L’idée d’une « immatérialité » du numérique entretenue notamment par des concepts tels que le cloud (sorte de « nuage » où seraient stockées les données) et les plateformes de streaming, semble tenace. La croissance effrénée de l’empire numérique, l’accumulation et le stockage exponentiel de données au cours des dernières décennies tend à renforcer l’image d’un monde virtuel illimité auquel aucune restriction physique ne pourrait être opposée. Néanmoins, la matérialité du numérique a déjà fait l’objet de nombreuses recherches et publications. Et pour cause, celle-ci se décline d’innombrables façons. Citons par exemple : la démultiplication des terminaux utilisateurs, le développement des infrastructure afférentes, l’accumulation des e-déchets, la consommation énergétique directe et indirecte du secteur, les émissions de gaz à effet de serre et la pollution liés à la fabrication et à l’utilisation des objets numériques…

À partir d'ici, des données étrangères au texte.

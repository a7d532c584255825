//! Argument checking for builtin procedures
//!
//! Builtins convert `Value` arguments at the host boundary; a failure here
//! is a bind error and surfaces as an evaluation error naming the procedure.

use std::rc::Rc;

use schist_core::value::{SchemeString, SchemeVector};
use schist_core::{Number, Pair, Port, Result, SchemeError, Symbol, Value, list_to_vec};

pub fn exactly(procedure: &'static str, n: usize, args: &[Value]) -> Result<()> {
    if args.len() == n {
        Ok(())
    } else {
        Err(SchemeError::Arity {
            procedure: procedure.to_string(),
            expected: n.to_string(),
            got: args.len(),
        })
    }
}

pub fn at_least(procedure: &'static str, n: usize, args: &[Value]) -> Result<()> {
    if args.len() >= n {
        Ok(())
    } else {
        Err(SchemeError::Arity {
            procedure: procedure.to_string(),
            expected: format!("at least {n}"),
            got: args.len(),
        })
    }
}

pub fn between(procedure: &'static str, lo: usize, hi: usize, args: &[Value]) -> Result<()> {
    if (lo..=hi).contains(&args.len()) {
        Ok(())
    } else {
        Err(SchemeError::Arity {
            procedure: procedure.to_string(),
            expected: format!("{lo} to {hi}"),
            got: args.len(),
        })
    }
}

fn wrong_type(procedure: &'static str, expected: &'static str, got: &Value) -> SchemeError {
    SchemeError::WrongType {
        procedure,
        expected,
        got: got.type_name().to_string(),
    }
}

pub fn number(procedure: &'static str, value: &Value) -> Result<Rc<Number>> {
    match value {
        Value::Number(n) => Ok(n.clone()),
        other => Err(wrong_type(procedure, "number", other)),
    }
}

pub fn character(procedure: &'static str, value: &Value) -> Result<char> {
    match value {
        Value::Character(ch) => Ok(*ch),
        other => Err(wrong_type(procedure, "character", other)),
    }
}

pub fn string(procedure: &'static str, value: &Value) -> Result<Rc<SchemeString>> {
    match value {
        Value::String(s) => Ok(s.clone()),
        other => Err(wrong_type(procedure, "string", other)),
    }
}

pub fn symbol(procedure: &'static str, value: &Value) -> Result<Symbol> {
    match value {
        Value::Symbol(sym) => Ok(sym.clone()),
        other => Err(wrong_type(procedure, "symbol", other)),
    }
}

pub fn pair(procedure: &'static str, value: &Value) -> Result<Rc<Pair>> {
    match value {
        Value::Pair(p) => Ok(p.clone()),
        other => Err(wrong_type(procedure, "pair", other)),
    }
}

pub fn vector(procedure: &'static str, value: &Value) -> Result<Rc<SchemeVector>> {
    match value {
        Value::Vector(v) => Ok(v.clone()),
        other => Err(wrong_type(procedure, "vector", other)),
    }
}

pub fn port(procedure: &'static str, value: &Value) -> Result<Rc<Port>> {
    match value {
        Value::Port(p) => Ok(p.clone()),
        other => Err(wrong_type(procedure, "port", other)),
    }
}

/// A proper list, collected. Rejects improper and cyclic chains.
pub fn list(procedure: &'static str, value: &Value) -> Result<Vec<Value>> {
    list_to_vec(value).ok_or_else(|| wrong_type(procedure, "proper list", value))
}

/// A nonnegative index that fits the host.
pub fn index(procedure: &'static str, value: &Value) -> Result<usize> {
    let n = number(procedure, value)?;
    n.to_i64()
        .filter(|i| *i >= 0)
        .map(|i| i as usize)
        .ok_or_else(|| SchemeError::IndexOutOfRange {
            procedure,
            index: n.to_string(),
        })
}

Cette analyse s’intéresse à la consommation de métaux dans le cadre de la "double transition" du pacte vert européen et aux conséquences environnementales de ce qui s’apparente à une fuite en avant extractiviste. Bien que peu probable dans un futur proche, un retour de l’activité minière en Belgique n’apparaît plus, aujourd’hui, relever de la science-fiction. Dans le même temps, à plus de 10 000 kilomètres de ses frontières, la Belgique se penche sur une potentielle exploitation minière en eaux profondes. Si certains promoteurs de l’industrie minière affirment qu’il s’agit d’une solution pour s’approvisionner en métaux nécessaires à la double transition, il s’agirait d’un dépassement de frontière inédite dans l’exploitation des ressources naturelles. Jusqu’où sera-t-on prêt à descendre au nom de la "double transition" ?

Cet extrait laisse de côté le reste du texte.